■ Your assignment: Copy out every line from the records that includes "true".

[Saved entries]

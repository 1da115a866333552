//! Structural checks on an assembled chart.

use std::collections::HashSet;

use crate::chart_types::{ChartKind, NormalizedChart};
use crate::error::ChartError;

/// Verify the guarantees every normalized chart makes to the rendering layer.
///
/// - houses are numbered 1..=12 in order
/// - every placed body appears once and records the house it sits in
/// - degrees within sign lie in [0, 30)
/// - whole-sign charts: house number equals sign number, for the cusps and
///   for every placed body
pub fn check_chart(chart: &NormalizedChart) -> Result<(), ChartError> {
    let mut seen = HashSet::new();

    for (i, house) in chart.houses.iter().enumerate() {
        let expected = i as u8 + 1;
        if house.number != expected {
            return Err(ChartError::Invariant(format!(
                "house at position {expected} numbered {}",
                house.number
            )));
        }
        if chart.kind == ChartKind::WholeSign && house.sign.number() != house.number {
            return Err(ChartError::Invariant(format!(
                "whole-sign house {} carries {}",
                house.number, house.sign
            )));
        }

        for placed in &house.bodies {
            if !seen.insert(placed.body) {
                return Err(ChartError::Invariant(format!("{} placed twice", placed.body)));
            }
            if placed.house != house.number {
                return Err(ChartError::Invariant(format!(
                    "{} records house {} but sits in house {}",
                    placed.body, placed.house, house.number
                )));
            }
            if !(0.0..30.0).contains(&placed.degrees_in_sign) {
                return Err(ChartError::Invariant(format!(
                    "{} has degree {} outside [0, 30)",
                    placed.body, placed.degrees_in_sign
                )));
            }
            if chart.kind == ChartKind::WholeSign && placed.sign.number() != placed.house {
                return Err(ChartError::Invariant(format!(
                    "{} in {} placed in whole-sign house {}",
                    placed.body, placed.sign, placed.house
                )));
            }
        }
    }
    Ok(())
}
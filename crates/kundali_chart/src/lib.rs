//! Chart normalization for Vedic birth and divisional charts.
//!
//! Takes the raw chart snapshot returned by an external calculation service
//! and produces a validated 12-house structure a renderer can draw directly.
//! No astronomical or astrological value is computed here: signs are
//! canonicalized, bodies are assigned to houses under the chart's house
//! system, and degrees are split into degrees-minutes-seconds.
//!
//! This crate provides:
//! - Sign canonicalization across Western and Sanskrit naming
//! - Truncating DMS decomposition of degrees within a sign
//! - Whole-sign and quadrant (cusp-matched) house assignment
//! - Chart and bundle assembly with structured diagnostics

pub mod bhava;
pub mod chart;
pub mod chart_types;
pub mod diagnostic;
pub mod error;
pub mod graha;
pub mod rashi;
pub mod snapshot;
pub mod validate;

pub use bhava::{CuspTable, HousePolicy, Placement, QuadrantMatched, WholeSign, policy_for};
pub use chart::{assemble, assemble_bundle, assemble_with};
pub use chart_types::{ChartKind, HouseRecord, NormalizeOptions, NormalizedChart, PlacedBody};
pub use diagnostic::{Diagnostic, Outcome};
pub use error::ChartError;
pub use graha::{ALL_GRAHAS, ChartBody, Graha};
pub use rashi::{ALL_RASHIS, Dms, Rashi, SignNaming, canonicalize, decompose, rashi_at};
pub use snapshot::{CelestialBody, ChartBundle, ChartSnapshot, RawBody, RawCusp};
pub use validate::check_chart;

* * *

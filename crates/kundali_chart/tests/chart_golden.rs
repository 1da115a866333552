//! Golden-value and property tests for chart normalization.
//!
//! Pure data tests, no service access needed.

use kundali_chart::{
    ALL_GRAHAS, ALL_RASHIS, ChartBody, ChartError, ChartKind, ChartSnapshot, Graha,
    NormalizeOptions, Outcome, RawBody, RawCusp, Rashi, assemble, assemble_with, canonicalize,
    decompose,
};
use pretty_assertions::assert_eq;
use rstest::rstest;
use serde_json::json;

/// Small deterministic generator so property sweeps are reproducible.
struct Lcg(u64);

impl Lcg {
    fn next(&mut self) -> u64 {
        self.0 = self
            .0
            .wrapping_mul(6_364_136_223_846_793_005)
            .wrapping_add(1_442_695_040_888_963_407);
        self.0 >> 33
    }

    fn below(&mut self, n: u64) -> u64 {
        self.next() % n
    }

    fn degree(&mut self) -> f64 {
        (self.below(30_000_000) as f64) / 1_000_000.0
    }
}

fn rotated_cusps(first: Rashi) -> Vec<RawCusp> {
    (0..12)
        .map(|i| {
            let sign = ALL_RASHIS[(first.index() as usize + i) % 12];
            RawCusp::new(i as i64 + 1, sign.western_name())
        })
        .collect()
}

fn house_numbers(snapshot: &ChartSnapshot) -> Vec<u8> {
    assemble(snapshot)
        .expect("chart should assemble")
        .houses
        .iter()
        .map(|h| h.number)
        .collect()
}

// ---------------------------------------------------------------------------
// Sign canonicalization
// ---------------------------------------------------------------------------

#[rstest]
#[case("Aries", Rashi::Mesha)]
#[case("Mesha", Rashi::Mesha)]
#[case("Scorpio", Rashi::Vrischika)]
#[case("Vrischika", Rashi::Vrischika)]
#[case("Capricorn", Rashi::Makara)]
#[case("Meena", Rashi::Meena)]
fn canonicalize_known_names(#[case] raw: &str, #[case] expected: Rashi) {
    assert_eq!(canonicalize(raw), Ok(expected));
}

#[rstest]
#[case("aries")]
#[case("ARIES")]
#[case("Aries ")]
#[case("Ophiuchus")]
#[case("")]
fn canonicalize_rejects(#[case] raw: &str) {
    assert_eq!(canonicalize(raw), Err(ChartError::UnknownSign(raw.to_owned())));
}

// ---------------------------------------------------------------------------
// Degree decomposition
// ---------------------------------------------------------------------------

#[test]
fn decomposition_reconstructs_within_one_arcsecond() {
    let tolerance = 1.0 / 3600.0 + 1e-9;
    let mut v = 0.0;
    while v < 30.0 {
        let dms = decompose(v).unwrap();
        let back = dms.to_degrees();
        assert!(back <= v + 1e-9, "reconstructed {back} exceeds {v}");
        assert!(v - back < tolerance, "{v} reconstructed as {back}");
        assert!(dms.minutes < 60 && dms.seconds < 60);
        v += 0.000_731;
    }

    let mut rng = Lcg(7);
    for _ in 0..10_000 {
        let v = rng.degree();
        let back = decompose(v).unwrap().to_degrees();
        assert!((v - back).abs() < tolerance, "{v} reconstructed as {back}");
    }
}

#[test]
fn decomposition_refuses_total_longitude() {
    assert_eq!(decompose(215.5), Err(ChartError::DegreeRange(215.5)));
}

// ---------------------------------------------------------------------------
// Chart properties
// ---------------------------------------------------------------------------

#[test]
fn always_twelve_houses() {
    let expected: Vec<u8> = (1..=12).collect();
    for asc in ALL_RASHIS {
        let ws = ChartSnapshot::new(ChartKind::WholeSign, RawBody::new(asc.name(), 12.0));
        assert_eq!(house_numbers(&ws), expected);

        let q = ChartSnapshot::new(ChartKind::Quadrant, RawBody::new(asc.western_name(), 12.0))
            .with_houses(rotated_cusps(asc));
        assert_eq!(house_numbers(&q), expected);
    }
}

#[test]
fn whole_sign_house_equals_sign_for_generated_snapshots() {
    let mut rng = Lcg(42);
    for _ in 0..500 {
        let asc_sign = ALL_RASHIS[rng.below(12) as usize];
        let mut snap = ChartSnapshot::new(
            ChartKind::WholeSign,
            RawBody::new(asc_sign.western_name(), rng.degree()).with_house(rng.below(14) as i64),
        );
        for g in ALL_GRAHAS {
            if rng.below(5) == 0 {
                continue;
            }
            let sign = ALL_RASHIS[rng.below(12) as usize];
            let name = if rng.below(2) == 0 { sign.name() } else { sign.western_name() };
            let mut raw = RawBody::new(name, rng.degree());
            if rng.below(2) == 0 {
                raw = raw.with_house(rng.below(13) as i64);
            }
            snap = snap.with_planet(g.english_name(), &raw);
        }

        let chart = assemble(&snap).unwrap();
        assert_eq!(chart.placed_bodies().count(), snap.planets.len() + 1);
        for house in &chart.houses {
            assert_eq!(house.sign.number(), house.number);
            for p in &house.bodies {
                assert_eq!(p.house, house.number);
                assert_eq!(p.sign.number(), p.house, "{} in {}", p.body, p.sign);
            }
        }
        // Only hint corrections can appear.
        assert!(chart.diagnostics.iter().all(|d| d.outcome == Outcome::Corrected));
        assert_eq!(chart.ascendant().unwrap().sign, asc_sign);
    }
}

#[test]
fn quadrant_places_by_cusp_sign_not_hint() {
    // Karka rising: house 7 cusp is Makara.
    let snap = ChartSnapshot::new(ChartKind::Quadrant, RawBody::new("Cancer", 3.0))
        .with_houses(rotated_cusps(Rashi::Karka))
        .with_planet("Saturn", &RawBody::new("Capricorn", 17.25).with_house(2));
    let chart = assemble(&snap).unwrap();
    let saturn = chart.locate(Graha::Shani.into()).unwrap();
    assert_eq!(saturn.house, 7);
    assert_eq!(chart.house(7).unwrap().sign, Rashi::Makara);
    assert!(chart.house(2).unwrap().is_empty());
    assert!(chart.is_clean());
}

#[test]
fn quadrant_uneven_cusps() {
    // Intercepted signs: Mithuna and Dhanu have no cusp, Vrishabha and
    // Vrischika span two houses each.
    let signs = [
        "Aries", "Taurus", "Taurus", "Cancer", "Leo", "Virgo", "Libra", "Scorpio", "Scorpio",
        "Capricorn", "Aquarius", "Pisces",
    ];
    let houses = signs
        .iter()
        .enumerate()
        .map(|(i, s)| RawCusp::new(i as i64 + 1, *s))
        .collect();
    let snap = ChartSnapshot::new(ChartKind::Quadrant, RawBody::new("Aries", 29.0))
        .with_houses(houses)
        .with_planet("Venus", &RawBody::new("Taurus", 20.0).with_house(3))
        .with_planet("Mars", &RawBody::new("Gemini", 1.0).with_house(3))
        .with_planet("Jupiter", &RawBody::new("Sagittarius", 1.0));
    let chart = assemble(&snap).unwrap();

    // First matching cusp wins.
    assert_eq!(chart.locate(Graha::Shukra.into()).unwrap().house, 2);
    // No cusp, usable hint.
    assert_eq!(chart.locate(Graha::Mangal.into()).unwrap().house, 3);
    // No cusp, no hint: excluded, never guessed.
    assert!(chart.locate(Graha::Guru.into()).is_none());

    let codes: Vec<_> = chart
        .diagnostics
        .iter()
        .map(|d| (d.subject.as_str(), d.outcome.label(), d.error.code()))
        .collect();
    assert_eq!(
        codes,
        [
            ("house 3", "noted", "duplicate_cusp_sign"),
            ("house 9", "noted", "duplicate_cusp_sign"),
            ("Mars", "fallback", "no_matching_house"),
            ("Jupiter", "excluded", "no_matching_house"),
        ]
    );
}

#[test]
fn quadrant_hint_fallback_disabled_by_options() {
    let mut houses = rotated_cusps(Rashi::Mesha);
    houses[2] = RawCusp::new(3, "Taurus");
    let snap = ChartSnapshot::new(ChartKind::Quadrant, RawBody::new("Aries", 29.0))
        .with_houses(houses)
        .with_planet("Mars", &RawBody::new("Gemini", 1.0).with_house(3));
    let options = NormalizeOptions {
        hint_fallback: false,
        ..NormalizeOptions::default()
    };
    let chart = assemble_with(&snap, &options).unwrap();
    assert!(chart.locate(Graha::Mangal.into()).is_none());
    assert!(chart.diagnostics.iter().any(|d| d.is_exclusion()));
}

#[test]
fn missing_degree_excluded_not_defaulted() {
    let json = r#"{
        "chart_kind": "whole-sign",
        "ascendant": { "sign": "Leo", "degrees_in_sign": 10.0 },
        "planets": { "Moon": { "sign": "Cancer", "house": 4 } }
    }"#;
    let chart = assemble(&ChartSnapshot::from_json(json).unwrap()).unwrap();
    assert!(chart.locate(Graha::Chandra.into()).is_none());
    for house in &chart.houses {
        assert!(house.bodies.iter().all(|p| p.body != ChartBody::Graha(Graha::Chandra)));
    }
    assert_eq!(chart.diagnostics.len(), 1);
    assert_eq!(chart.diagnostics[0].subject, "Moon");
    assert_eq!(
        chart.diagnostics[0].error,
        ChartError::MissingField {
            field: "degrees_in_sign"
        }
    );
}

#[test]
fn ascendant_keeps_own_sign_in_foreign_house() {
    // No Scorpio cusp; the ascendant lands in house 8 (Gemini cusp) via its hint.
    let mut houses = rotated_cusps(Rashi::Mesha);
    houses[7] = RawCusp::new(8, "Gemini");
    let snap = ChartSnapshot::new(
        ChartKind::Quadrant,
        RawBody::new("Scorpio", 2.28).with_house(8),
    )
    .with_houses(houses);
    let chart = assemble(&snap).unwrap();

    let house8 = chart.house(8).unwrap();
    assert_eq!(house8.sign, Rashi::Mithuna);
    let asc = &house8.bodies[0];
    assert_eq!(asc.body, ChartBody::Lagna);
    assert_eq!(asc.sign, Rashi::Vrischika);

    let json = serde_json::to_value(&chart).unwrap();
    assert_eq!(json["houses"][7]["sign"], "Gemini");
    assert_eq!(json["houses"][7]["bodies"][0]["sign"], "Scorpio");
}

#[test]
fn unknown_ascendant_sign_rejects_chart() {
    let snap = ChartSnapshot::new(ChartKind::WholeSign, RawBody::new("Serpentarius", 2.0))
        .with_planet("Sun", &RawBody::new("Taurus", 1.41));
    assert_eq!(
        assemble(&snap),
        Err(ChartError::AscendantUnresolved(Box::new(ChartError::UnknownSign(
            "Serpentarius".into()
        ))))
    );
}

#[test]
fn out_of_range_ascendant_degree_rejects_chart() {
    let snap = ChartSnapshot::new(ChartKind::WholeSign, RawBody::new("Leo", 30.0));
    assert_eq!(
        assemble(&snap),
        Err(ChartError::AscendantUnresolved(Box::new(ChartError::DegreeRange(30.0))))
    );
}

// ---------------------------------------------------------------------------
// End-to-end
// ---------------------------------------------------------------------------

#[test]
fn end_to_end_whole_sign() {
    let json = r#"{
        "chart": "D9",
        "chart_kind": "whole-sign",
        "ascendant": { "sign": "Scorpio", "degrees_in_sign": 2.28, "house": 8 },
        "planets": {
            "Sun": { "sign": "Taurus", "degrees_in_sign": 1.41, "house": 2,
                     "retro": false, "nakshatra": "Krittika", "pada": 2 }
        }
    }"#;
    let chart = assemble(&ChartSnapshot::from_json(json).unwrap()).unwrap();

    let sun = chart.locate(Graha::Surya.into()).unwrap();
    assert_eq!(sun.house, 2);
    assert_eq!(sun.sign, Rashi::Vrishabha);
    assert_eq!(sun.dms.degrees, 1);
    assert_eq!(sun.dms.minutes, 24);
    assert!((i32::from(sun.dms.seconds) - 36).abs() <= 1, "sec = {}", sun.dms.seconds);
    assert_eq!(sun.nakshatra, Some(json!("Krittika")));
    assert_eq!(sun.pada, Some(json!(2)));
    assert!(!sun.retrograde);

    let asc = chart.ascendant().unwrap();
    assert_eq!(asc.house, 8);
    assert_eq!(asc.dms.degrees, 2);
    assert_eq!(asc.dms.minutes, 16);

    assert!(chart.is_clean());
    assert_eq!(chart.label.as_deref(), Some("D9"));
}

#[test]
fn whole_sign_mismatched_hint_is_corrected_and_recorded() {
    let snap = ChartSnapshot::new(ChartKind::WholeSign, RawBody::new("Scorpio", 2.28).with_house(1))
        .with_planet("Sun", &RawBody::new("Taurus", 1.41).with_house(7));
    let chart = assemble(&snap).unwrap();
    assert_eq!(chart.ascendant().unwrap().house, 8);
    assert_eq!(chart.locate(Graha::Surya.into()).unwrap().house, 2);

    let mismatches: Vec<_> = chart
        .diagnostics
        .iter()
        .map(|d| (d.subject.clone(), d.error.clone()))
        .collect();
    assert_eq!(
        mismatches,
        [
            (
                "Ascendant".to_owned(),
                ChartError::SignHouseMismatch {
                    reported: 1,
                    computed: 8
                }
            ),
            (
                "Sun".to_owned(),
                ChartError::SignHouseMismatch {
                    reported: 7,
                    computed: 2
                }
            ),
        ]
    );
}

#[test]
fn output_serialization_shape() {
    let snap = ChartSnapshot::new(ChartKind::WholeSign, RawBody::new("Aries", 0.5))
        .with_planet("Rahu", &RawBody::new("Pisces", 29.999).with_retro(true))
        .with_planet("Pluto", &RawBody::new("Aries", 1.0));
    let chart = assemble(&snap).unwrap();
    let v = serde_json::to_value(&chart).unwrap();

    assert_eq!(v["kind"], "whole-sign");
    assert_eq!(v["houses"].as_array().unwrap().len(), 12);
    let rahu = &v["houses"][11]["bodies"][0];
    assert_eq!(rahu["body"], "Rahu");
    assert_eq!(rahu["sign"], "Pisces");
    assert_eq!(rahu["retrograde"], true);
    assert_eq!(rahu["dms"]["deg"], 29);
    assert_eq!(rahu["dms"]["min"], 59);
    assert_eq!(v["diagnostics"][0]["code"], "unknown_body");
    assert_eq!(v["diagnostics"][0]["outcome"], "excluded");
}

--

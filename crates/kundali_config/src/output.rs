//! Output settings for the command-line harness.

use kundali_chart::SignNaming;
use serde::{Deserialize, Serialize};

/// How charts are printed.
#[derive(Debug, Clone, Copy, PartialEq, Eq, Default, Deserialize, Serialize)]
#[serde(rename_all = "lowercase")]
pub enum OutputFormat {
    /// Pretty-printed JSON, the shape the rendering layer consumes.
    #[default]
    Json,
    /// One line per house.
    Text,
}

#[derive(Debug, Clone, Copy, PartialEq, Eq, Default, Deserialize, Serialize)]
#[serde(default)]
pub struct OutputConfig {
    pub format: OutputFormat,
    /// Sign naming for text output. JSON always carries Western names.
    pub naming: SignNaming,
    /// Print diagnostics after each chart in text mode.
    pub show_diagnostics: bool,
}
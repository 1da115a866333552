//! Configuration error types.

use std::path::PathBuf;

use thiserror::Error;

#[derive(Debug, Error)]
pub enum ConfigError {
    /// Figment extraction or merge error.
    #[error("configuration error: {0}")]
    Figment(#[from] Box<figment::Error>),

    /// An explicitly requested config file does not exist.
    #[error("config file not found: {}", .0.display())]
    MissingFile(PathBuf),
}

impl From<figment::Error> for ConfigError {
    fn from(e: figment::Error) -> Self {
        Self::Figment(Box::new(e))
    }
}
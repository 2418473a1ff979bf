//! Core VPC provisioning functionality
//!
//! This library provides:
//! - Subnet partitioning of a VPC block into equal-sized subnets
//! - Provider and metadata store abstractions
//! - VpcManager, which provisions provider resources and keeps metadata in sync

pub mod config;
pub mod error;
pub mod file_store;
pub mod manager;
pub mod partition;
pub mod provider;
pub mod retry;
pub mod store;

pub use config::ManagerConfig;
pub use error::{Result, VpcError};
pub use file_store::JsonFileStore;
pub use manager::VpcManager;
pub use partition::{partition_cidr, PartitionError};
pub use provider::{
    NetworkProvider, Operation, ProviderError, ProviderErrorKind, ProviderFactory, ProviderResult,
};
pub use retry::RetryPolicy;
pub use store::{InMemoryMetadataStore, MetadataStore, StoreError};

■ Written reply:
        .with_planet("Rahu", &RawBody::new("Pisces", 29.999).with_retro(true))
    assert_eq!(rahu["retrograde"], true);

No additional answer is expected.